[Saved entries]
● ● ● ● ● ● ●
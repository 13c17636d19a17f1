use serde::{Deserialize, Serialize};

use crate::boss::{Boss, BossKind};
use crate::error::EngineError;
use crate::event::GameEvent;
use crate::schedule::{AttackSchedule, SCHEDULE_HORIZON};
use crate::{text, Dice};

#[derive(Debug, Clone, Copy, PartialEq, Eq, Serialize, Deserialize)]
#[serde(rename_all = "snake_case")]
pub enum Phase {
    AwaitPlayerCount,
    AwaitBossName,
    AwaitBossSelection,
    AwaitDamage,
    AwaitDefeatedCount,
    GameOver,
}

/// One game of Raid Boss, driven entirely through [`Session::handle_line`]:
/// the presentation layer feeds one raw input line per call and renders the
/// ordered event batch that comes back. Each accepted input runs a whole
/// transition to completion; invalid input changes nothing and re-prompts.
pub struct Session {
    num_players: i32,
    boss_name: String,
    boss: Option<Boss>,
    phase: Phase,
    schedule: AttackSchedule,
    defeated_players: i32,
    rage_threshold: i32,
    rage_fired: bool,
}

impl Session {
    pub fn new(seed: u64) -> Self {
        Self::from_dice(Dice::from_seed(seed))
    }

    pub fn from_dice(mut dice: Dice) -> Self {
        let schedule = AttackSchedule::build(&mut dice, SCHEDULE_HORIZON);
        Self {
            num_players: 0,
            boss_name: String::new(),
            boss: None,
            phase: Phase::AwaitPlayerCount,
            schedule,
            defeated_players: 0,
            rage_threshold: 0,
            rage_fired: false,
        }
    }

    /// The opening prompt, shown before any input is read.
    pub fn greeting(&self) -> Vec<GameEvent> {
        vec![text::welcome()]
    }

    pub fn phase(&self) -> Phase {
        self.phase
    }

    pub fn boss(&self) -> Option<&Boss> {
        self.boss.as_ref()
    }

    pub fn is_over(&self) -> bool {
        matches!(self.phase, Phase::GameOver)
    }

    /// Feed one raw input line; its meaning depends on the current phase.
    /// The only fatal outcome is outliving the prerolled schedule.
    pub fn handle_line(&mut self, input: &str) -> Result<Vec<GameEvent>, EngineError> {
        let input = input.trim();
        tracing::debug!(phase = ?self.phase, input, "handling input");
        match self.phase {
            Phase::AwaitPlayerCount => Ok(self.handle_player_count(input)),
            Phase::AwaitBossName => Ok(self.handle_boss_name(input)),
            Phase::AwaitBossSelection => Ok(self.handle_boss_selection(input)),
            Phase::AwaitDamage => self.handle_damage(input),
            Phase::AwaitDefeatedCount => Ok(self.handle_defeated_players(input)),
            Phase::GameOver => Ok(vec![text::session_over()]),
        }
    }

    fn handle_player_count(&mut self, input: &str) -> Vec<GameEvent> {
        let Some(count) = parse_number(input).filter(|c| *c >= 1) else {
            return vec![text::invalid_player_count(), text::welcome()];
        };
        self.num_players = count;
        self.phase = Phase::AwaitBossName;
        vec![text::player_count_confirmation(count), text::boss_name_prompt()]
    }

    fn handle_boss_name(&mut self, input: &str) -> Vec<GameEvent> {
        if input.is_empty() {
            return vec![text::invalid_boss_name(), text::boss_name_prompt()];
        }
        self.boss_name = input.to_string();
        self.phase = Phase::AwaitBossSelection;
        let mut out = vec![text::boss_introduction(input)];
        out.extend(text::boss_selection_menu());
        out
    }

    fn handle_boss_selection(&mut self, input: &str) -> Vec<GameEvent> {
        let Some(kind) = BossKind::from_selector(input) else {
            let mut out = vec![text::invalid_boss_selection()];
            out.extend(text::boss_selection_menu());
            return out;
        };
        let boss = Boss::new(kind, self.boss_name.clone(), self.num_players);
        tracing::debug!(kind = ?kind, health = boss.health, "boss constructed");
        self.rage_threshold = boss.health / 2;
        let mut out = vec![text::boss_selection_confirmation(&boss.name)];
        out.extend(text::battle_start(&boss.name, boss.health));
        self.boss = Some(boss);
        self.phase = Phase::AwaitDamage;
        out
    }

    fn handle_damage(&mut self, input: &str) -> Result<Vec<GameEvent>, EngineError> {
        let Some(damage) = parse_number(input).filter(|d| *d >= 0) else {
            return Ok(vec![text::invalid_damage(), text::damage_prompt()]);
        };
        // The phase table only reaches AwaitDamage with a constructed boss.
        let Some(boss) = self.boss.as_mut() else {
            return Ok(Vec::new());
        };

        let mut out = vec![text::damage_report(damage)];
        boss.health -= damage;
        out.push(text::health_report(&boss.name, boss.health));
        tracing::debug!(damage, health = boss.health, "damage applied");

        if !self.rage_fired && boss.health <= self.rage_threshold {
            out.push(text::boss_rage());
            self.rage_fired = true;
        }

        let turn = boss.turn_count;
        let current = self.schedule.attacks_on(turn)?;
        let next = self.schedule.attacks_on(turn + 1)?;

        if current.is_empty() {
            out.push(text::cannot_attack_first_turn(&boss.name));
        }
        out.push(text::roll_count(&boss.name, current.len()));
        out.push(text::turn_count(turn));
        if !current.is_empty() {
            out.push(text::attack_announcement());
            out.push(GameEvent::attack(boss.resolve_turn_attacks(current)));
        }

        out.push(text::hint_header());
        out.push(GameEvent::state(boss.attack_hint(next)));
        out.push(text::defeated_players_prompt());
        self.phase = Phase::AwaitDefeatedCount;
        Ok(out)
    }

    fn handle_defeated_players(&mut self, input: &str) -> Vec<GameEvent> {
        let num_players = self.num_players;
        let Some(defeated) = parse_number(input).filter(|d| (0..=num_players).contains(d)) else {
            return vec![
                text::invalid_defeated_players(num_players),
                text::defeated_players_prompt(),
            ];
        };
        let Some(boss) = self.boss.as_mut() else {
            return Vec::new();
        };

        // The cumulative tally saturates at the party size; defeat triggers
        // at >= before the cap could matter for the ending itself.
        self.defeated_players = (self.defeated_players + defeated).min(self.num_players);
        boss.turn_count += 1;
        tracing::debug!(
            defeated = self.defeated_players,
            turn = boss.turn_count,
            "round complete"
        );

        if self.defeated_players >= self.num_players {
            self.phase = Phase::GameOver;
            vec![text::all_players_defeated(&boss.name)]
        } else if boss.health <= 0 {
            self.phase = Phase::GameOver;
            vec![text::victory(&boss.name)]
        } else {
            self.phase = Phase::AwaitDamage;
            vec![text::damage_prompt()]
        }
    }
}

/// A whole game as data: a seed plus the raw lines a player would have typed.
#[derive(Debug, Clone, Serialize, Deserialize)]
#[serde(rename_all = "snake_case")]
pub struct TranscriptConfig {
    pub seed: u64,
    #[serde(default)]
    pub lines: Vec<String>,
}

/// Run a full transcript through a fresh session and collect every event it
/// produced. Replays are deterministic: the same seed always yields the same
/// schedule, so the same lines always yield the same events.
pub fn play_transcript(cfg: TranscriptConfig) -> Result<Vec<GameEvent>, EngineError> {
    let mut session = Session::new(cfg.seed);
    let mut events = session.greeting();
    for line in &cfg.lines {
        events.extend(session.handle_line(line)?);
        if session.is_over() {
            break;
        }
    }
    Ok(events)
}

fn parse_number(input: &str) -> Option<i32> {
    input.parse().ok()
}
● ● ● ● ● ● ●
# Brief
All of the entries should be transcribed exactly as they appear.

# Task answer
repository 13c17636d19a17f1
use serde::{Deserialize, Serialize};

use crate::boss::{Boss, BossKind};
use crate::error::EngineError;
use crate::event::GameEvent;
use crate::schedule::{AttackSchedule, SCHEDULE_HORIZON};
use crate::{text, Dice};

#[derive(Debug, Clone, Copy, PartialEq, Eq, Serialize, Deserialize)]
#[serde(rename_all = "snake_case")]
pub enum Phase {
    AwaitPlayerCount,
    AwaitBossName,
    AwaitBossSelection,
    AwaitDamage,
    AwaitDefeatedCount,
    GameOver,
}

/// One game of Raid Boss, driven entirely through [`Session::handle_line`]:
/// the presentation layer feeds one raw input line per call and renders the
/// ordered event batch that comes back. Each accepted input runs a whole
/// transition to completion; invalid input changes nothing and re-prompts.
pub struct Session {
    num_players: i32,
    boss_name: String,
    boss: Option<Boss>,
    phase: Phase,
    schedule: AttackSchedule,
    defeated_players: i32,
    rage_threshold: i32,
    rage_fired: bool,
}

impl Session {
    pub fn new(seed: u64) -> Self {
        Self::from_dice(Dice::from_seed(seed))
    }

    pub fn from_dice(mut dice: Dice) -> Self {
        let schedule = AttackSchedule::build(&mut dice, SCHEDULE_HORIZON);
        Self {
            num_players: 0,
            boss_name: String::new(),
            boss: None,
            phase: Phase::AwaitPlayerCount,
            schedule,
            defeated_players: 0,
            rage_threshold: 0,
            rage_fired: false,
        }
    }

    /// The opening prompt, shown before any input is read.
    pub fn greeting(&self) -> Vec<GameEvent> {
        vec![text::welcome()]
    }

    pub fn phase(&self) -> Phase {
        self.phase
    }

    pub fn boss(&self) -> Option<&Boss> {
        self.boss.as_ref()
    }

    pub fn is_over(&self) -> bool {
        matches!(self.phase, Phase::GameOver)
    }

    /// Feed one raw input line; its meaning depends on the current phase.
    /// The only fatal outcome is outliving the prerolled schedule.
    pub fn handle_line(&mut self, input: &str) -> Result<Vec<GameEvent>, EngineError> {
        let input = input.trim();
        tracing::debug!(phase = ?self.phase, input, "handling input");
        match self.phase {
            Phase::AwaitPlayerCount => Ok(self.handle_player_count(input)),
            Phase::AwaitBossName => Ok(self.handle_boss_name(input)),
            Phase::AwaitBossSelection => Ok(self.handle_boss_selection(input)),
            Phase::AwaitDamage => self.handle_damage(input),
            Phase::AwaitDefeatedCount => Ok(self.handle_defeated_players(input)),
            Phase::GameOver => Ok(vec![text::session_over()]),
        }
    }

    fn handle_player_count(&mut self, input: &str) -> Vec<GameEvent> {
        let Some(count) = parse_number(input).filter(|c| *c >= 1) else {
            return vec![text::invalid_player_count(), text::welcome()];
        };
        self.num_players = count;
        self.phase = Phase::AwaitBossName;
        vec![text::player_count_confirmation(count), text::boss_name_prompt()]
    }

    fn handle_boss_name(&mut self, input: &str) -> Vec<GameEvent> {
        if input.is_empty() {
            return vec![text::invalid_boss_name(), text::boss_name_prompt()];
        }
        self.boss_name = input.to_string();
        self.phase = Phase::AwaitBossSelection;
        let mut out = vec![text::boss_introduction(input)];
        out.extend(text::boss_selection_menu());
        out
    }

    fn handle_boss_selection(&mut self, input: &str) -> Vec<GameEvent> {
        let Some(kind) = BossKind::from_selector(input) else {
            let mut out = vec![text::invalid_boss_selection()];
            out.extend(text::boss_selection_menu());
            return out;
        };
        let boss = Boss::new(kind, self.boss_name.clone(), self.num_players);
        tracing::debug!(kind = ?kind, health = boss.health, "boss constructed");
        self.rage_threshold = boss.health / 2;
        let mut out = vec![text::boss_selection_confirmation(&boss.name)];
        out.extend(text::battle_start(&boss.name, boss.health));
        self.boss = Some(boss);
        self.phase = Phase::AwaitDamage;
        out
    }

    fn handle_damage(&mut self, input: &str) -> Result<Vec<GameEvent>, EngineError> {
        let Some(damage) = parse_number(input).filter(|d| *d >= 0) else {
            return Ok(vec![text::invalid_damage(), text::damage_prompt()]);
        };
        // The phase table only reaches AwaitDamage with a constructed boss.
        let Some(boss) = self.boss.as_mut() else {
            return Ok(Vec::new());
        };

        let mut out = vec![text::damage_report(damage)];
        boss.health -= damage;
        out.push(text::health_report(&boss.name, boss.health));
        tracing::debug!(damage, health = boss.health, "damage applied");

        if !self.rage_fired && boss.health <= self.rage_threshold {
            out.push(text::boss_rage());
            self.rage_fired = true;
        }

        let turn = boss.turn_count;
        let current = self.schedule.attacks_on(turn)?;
        let next = self.schedule.attacks_on(turn + 1)?;

        if current.is_empty() {
            out.push(text::cannot_attack_first_turn(&boss.name));
        }
        out.push(text::roll_count(&boss.name, current.len()));
        out.push(text::turn_count(turn));
        if !current.is_empty() {
            out.push(text::attack_announcement());
            out.push(GameEvent::attack(boss.resolve_turn_attacks(current)));
        }

        out.push(text::hint_header());
        out.push(GameEvent::state(boss.attack_hint(next)));
        out.push(text::defeated_players_prompt());
        self.phase = Phase::AwaitDefeatedCount;
        Ok(out)
    }

    fn handle_defeated_players(&mut self, input: &str) -> Vec<GameEvent> {
        let num_players = self.num_players;
        let Some(defeated) = parse_number(input).filter(|d| (0..=num_players).contains(d)) else {
            return vec![
                text::invalid_defeated_players(num_players),
                text::defeated_players_prompt(),
            ];
        };
        let Some(boss) = self.boss.as_mut() else {
            return Vec::new();
        };

        // The cumulative tally saturates at the party size; defeat triggers
        // at >= before the cap could matter for the ending itself.
        self.defeated_players = (self.defeated_players + defeated).min(self.num_players);
        boss.turn_count += 1;
        tracing::debug!(
            defeated = self.defeated_players,
            turn = boss.turn_count,
            "round complete"
        );

        if self.defeated_players >= self.num_players {
            self.phase = Phase::GameOver;
            vec![text::all_players_defeated(&boss.name)]
        } else if boss.health <= 0 {
            self.phase = Phase::GameOver;
            vec![text::victory(&boss.name)]
        } else {
            self.phase = Phase::AwaitDamage;
            vec![text::damage_prompt()]
        }
    }
}

/// A whole game as data: a seed plus the raw lines a player would have typed.
#[derive(Debug, Clone, Serialize, Deserialize)]
#[serde(rename_all = "snake_case")]
pub struct TranscriptConfig {
    pub seed: u64,
    #[serde(default)]
    pub lines: Vec<String>,
}

/// Run a full transcript through a fresh session and collect every event it
/// produced. Replays are deterministic: the same seed always yields the same
/// schedule, so the same lines always yield the same events.
pub fn play_transcript(cfg: TranscriptConfig) -> Result<Vec<GameEvent>, EngineError> {
    let mut session = Session::new(cfg.seed);
    let mut events = session.greeting();
    for line in &cfg.lines {
        events.extend(session.handle_line(line)?);
        if session.is_over() {
            break;
        }
    }
    Ok(events)
}

fn parse_number(input: &str) -> Option<i32> {
    input.parse().ok()
}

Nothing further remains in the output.